=== Begin Enclosure ===

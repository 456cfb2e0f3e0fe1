//! Euchre trick-taking reference game for the ISMCTS engine
//!
//! A hidden-information collaborator: each seat only sees its own hand, so
//! the search resamples the other hands before every playout.
//!
//! # Rules
//!
//! - 24 cards (nine to ace in four suits), four seats, five cards each.
//!   Seats 0 and 2 form team 0, seats 1 and 3 team 1.
//! - A face-up card names trump. The jack of trump (right bower) is the
//!   highest card, followed by the other jack of the same colour (left
//!   bower), which counts as trump.
//! - Players must follow the led suit when they can. A player who does not
//!   follow is known to be void in that suit for the rest of the hand.
//! - The highest trump takes the trick, else the highest card of the led
//!   suit. The trick winner leads next.
//! - After five tricks the team that took more wins.
//!
//! Statistics are kept per team, so `Player` is the team index.

use std::collections::HashMap;

use engine_core::{Capabilities, Game, GameError, Moves, Outcome};
use rand::seq::SliceRandom;
use rand_chacha::ChaCha20Rng;

pub mod cards;

pub use cards::{
    deck, parse_cards, playable_cards, winning_card, Card, ParseCardError, Rank, Suit,
};

/// Cards dealt to each seat
pub const HAND_SIZE: usize = 5;
pub const SEATS: usize = 4;

/// Team a seat plays for.
#[inline]
pub fn team(seat: u8) -> u8 {
    seat % 2
}

/// Position of one hand of euchre.
///
/// Hands that are not known are empty; `Game::determine` fills them.
#[derive(Debug, Clone, PartialEq, Eq)]
pub struct EuchreState {
    hands: [Vec<Card>; SEATS],
    /// Cards played to the current trick, by seat
    trick: [Option<Card>; SEATS],
    /// Seat that led the current trick
    leader: u8,
    /// Seat to play
    current: u8,
    trump: Suit,
    trump_card: Card,
    /// Face-up trump card followed by every card played so far
    seen: Vec<Card>,
    tricks_won: [u8; 2],
    /// Suits each seat has shown out of, as bit sets
    voids: [u8; SEATS],
}

impl EuchreState {
    /// Shuffle and deal a complete, fully known hand. Seat 0 leads.
    pub fn deal(rng: &mut ChaCha20Rng) -> Self {
        let mut cards = deck();
        cards.shuffle(rng);
        let trump_card = cards[SEATS * HAND_SIZE];
        let mut hands: [Vec<Card>; SEATS] = Default::default();
        for (seat, hand) in hands.iter_mut().enumerate() {
            *hand = cards[seat * HAND_SIZE..(seat + 1) * HAND_SIZE].to_vec();
        }
        Self::with_hands(hands, trump_card)
    }

    /// Start a hand where only seat 0's cards are known.
    pub fn from_visible_hand(hand: &[Card], trump_card: Card) -> Result<Self, GameError> {
        if hand.len() != HAND_SIZE {
            return Err(GameError::InvalidSetup(format!(
                "visible hand should have {HAND_SIZE} cards, got {}",
                hand.len()
            )));
        }
        for (i, card) in hand.iter().enumerate() {
            if *card == trump_card || hand[..i].contains(card) {
                return Err(GameError::InvalidSetup(format!("card {card} dealt twice")));
            }
        }
        let mut hands: [Vec<Card>; SEATS] = Default::default();
        hands[0] = hand.to_vec();
        Ok(Self::with_hands(hands, trump_card))
    }

    fn with_hands(hands: [Vec<Card>; SEATS], trump_card: Card) -> Self {
        Self {
            hands,
            trick: [None; SEATS],
            leader: 0,
            current: 0,
            trump: trump_card.suit,
            trump_card,
            seen: vec![trump_card],
            tricks_won: [0, 0],
            voids: [0; SEATS],
        }
    }

    pub fn hand(&self, seat: u8) -> &[Card] {
        &self.hands[seat as usize]
    }

    pub fn trump(&self) -> Suit {
        self.trump
    }

    pub fn trump_card(&self) -> Card {
        self.trump_card
    }

    /// Seat to play.
    pub fn current_seat(&self) -> u8 {
        self.current
    }

    /// Cards no longer in anyone's hand: the trump card and all played cards.
    pub fn seen(&self) -> &[Card] {
        &self.seen
    }

    pub fn tricks_won(&self, team: u8) -> u8 {
        self.tricks_won[team as usize]
    }

    pub fn completed_tricks(&self) -> u8 {
        self.tricks_won[0] + self.tricks_won[1]
    }

    pub fn is_over(&self) -> bool {
        self.completed_tricks() as usize == HAND_SIZE
    }

    /// Suit led to the current trick, if anyone has played to it.
    pub fn lead_suit(&self) -> Option<Suit> {
        self.trick[self.leader as usize].map(|card| card.effective_suit(self.trump))
    }

    /// Whether `seat` has shown out of `suit`.
    pub fn is_void(&self, seat: u8, suit: Suit) -> bool {
        self.voids[seat as usize] & suit.bit() != 0
    }

    /// Cards `seat` must be holding at this point of the hand.
    pub fn required_hand_size(&self, seat: u8) -> usize {
        let played_this_trick = usize::from(self.trick[seat as usize].is_some());
        HAND_SIZE - self.completed_tricks() as usize - played_this_trick
    }

    /// Cards not seen and not in a known hand.
    fn unseen_cards(&self) -> Vec<Card> {
        deck()
            .into_iter()
            .filter(|card| !self.seen.contains(card))
            .filter(|card| !self.hands.iter().any(|hand| hand.contains(card)))
            .collect()
    }

    fn play(&self, card: Card) -> Result<Self, GameError> {
        let seat = self.current as usize;
        let hand = &self.hands[seat];
        if self.is_over() || !hand.contains(&card) {
            return Err(GameError::IllegalMove(format!("seat {seat} does not hold {card}")));
        }
        let lead = self.lead_suit();
        if !playable_cards(self.trump, lead, hand).contains(&card) {
            return Err(GameError::IllegalMove(format!(
                "seat {seat} must follow {} and cannot play {card}",
                lead.map(|suit| suit.to_string()).unwrap_or_default()
            )));
        }

        let mut next = self.clone();
        next.hands[seat].retain(|held| *held != card);
        next.trick[seat] = Some(card);
        next.seen.push(card);
        if let Some(lead) = lead {
            if card.effective_suit(self.trump) != lead {
                next.voids[seat] |= lead.bit();
            }
        }

        if next.trick.iter().all(Option::is_some) {
            next.finish_trick();
        } else {
            next.current = (self.current + 1) % SEATS as u8;
        }
        Ok(next)
    }

    fn finish_trick(&mut self) {
        // Play order starting with the leader
        let order: Vec<u8> = (0..SEATS as u8)
            .map(|offset| (self.leader + offset) % SEATS as u8)
            .collect();
        let cards: Vec<Card> = order
            .iter()
            .filter_map(|&seat| self.trick[seat as usize])
            .collect();

        let winner = self
            .lead_suit()
            .and_then(|lead| winning_card(self.trump, lead, &cards))
            .map(|index| order[index]);
        if let Some(winner) = winner {
            self.tricks_won[team(winner) as usize] += 1;
            self.leader = winner;
            self.current = winner;
        }
        self.trick = [None; SEATS];
    }
}

/// Per-team trick statistics gathered over playouts.
#[derive(Debug, Clone, Copy, Default, PartialEq, Eq)]
pub struct TrickStats {
    pub playouts: u32,
    pub total_tricks: u32,
    pub best: u8,
}

impl TrickStats {
    pub fn record(&mut self, tricks: u8) {
        self.playouts += 1;
        self.total_tricks += tricks as u32;
        self.best = self.best.max(tricks);
    }

    /// Mean tricks per playout (0.0 before any playout).
    pub fn mean(&self) -> f64 {
        if self.playouts == 0 {
            0.0
        } else {
            self.total_tricks as f64 / self.playouts as f64
        }
    }
}

/// Euchre game implementation
#[derive(Debug, Clone, Copy, Default)]
pub struct Euchre;

impl Game for Euchre {
    type State = EuchreState;
    type Move = Card;
    type Player = u8;
    type Misc = TrickStats;

    fn name(&self) -> &'static str {
        "euchre"
    }

    fn capabilities(&self) -> Capabilities {
        Capabilities::perfect_information()
            .with_determinization()
            .with_misc_tracking()
    }

    fn initial_state(&self, rng: &mut ChaCha20Rng) -> EuchreState {
        EuchreState::deal(rng)
    }

    fn moves(&self, state: &EuchreState) -> Result<Moves<Card>, GameError> {
        if state.is_over() {
            return Ok(Moves::none());
        }
        let hand = state.hand(state.current);
        if hand.is_empty() {
            return Err(GameError::InvalidSetup(format!(
                "hand of seat {} is unknown",
                state.current
            )));
        }
        Ok(Moves::decision(playable_cards(
            state.trump,
            state.lead_suit(),
            hand,
        )))
    }

    fn apply_move(&self, state: &EuchreState, mv: &Card) -> Result<EuchreState, GameError> {
        state.play(*mv)
    }

    fn outcome(&self, state: &EuchreState) -> Outcome<u8> {
        if !state.is_over() {
            Outcome::Ongoing
        } else if state.tricks_won[0] > state.tricks_won[1] {
            Outcome::Win(0)
        } else {
            Outcome::Win(1)
        }
    }

    fn current_player(&self, state: &EuchreState) -> u8 {
        team(state.current)
    }

    /// Deal the unseen cards to every hand short of its size. Seats that have
    /// shown out of suits are dealt first, and never receive those suits.
    fn determine(
        &self,
        state: &EuchreState,
        rng: &mut ChaCha20Rng,
    ) -> Result<EuchreState, GameError> {
        let mut pool = state.unseen_cards();
        pool.shuffle(rng);

        let mut seats: Vec<u8> = (0..SEATS as u8).collect();
        seats.sort_by_key(|&seat| std::cmp::Reverse(state.voids[seat as usize].count_ones()));

        let mut next = state.clone();
        for seat in seats {
            let required = state.required_hand_size(seat);
            let held = state.hands[seat as usize].len();
            if held > required {
                return Err(GameError::InvalidSetup(format!(
                    "seat {seat} holds {held} cards but should hold {required}"
                )));
            }
            for _ in held..required {
                let index = pool
                    .iter()
                    .position(|card| !state.is_void(seat, card.effective_suit(state.trump)))
                    .ok_or_else(|| {
                        GameError::ImpossibleDeterminization(format!(
                            "no unseen card left that seat {seat} can hold"
                        ))
                    })?;
                next.hands[seat as usize].push(pool.swap_remove(index));
            }
        }
        Ok(next)
    }

    fn update_misc(&self, state: &EuchreState, misc_by_player: &mut HashMap<u8, TrickStats>) {
        for team in 0..2u8 {
            misc_by_player
                .entry(team)
                .or_default()
                .record(state.tricks_won(team));
        }
    }

    /// Only the seat to play sees its own cards.
    fn redact(&self, state: &EuchreState) -> EuchreState {
        let mut view = state.clone();
        for (seat, hand) in view.hands.iter_mut().enumerate() {
            if seat != state.current as usize {
                hand.clear();
            }
        }
        view
    }
}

=== End Enclosure ===

§ Task item: If a line in the records above includes the string "that", copy it.

§ Worked solution:
//!   follow is known to be void in that suit for the rest of the hand.
//! - After five tricks the team that took more wins.
/// Hands that are not known are empty; `Game::determine` fills them.
    /// Seat that led the current trick
    /// Deal the unseen cards to every hand short of its size. Seats that have
                            "no unseen card left that seat {seat} can hold"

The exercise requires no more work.